Saved data entries
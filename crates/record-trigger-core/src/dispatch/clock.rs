use std::time::{SystemTime, UNIX_EPOCH};

/// Source of "now" in seconds, used to log trigger latency.
pub trait TimeSource: Send + Sync {
    /// Current time in seconds.
    fn now_secs(&self) -> f64;
}

/// Wall-clock seconds since the UNIX epoch.
#[derive(Debug, Clone, Copy, Default)]
pub struct SystemClock;

impl TimeSource for SystemClock {
    fn now_secs(&self) -> f64 {
        SystemTime::now()
            .duration_since(UNIX_EPOCH)
            .map(|elapsed| elapsed.as_secs_f64())
            .unwrap_or_default()
    }
}
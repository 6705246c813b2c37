//! Record-Trigger: start and stop recording sessions from a remote trigger server.

mod app;
mod app_command;
mod config;
mod error;
mod record_button;
mod recording_state;
#[cfg(test)]
mod tests;

pub(crate) use {
    app::App,
    app_command::AppCommand,
    error::{AppError, Result as AppResult},
    record_button::RecordButton,
    recording_state::RecordingState,
};

use crate::config::{Config, DEFAULT_LOG_FILTER};

use std::{panic::Location, sync::Arc};

use error_location::ErrorLocation;
use record_trigger_core::{RemoteTrigger, SystemClock};
use tokio::sync::mpsc;
use tracing::{error, info};
use tracing_subscriber::EnvFilter;

/// Application entry point.
fn main() {
    let config = Config::load();

    let filter = config
        .as_ref()
        .map(|c| c.logging.filter.clone())
        .unwrap_or_else(|_| DEFAULT_LOG_FILTER.to_string());
    let env_filter = EnvFilter::try_from_default_env().unwrap_or_else(|_| EnvFilter::new(filter));
    tracing_subscriber::fmt().with_env_filter(env_filter).init();

    let config = match config {
        Ok(c) => c,
        Err(e) => {
            error!("Failed to load config: {:?}", e);
            std::process::exit(1);
        }
    };

    if let Err(e) = config.validate() {
        error!("Config validation failed: {:?}", e);
        std::process::exit(1);
    }

    let rt = match tokio::runtime::Runtime::new() {
        Ok(rt) => rt,
        Err(e) => {
            error!("Failed to create tokio runtime: {:?}", e);
            std::process::exit(1);
        }
    };

    if let Err(e) = rt.block_on(run(config)) {
        error!(error = ?e, "Record-Trigger exited with error");
        std::process::exit(1);
    }
}

async fn run(config: Config) -> AppResult<()> {
    let (command_tx, command_rx) = mpsc::channel(32);

    let button = Arc::new(RecordButton::new(command_tx.clone()));
    let mut trigger = RemoteTrigger::start(
        button,
        Arc::new(SystemClock),
        config.listener.to_settings(),
    )?;

    info!(endpoint = %config.listener.endpoint(), "Waiting for remote triggers");

    tokio::spawn(async move {
        if let Err(e) = tokio::signal::ctrl_c().await {
            error!(error = ?e, "Failed to listen for Ctrl-C");
            return;
        }
        info!("Ctrl-C received");
        if let Err(e) = command_tx.send(AppCommand::Shutdown).await {
            error!(error = ?e, "Failed to send shutdown command");
        }
    });

    // The app owns the receiver; dropping it after run() fails any
    // in-flight forward on the listener thread so the join below can't stall.
    let sessions = App::new(command_rx).run().await;
    info!(sessions, "Stopping trigger listener");

    tokio::task::spawn_blocking(move || trigger.shutdown())
        .await
        .map_err(|e| AppError::ShutdownFailed {
            reason: format!("Listener shutdown task failed: {}", e),
            location: ErrorLocation::from(Location::caller()),
        })
}
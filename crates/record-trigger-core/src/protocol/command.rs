use crate::{CoreResult, ListenerError};

use std::{fmt, panic::Location};

use error_location::ErrorLocation;

/// Remote trigger commands understood by the listener.
#[derive(Debug, Clone, Copy, PartialEq, Eq, Hash)]
#[repr(i32)]
pub enum Command {
    /// Start a recording session.
    StartTrigger = 0,
    /// Stop the current recording session.
    StopTrigger = 1,
}

impl Command {
    /// Wire code for this command.
    pub fn code(self) -> i32 {
        self as i32
    }
}

impl TryFrom<i32> for Command {
    type Error = ListenerError;

    #[track_caller]
    fn try_from(code: i32) -> CoreResult<Self> {
        match code {
            0 => Ok(Command::StartTrigger),
            1 => Ok(Command::StopTrigger),
            code => Err(ListenerError::UnknownCommand {
                code,
                location: ErrorLocation::from(Location::caller()),
            }),
        }
    }
}

impl fmt::Display for Command {
    fn fmt(&self, f: &mut fmt::Formatter<'_>) -> fmt::Result {
        match self {
            Command::StartTrigger => f.write_str("start"),
            Command::StopTrigger => f.write_str("stop"),
        }
    }
}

**WHAT IS NEEDED:**
Every line in the entries above that has the word "AppCommand" should be identified and copied.

**SOLVED EXERCISE:**
    app_command::AppCommand,
        if let Err(e) = command_tx.send(AppCommand::Shutdown).await {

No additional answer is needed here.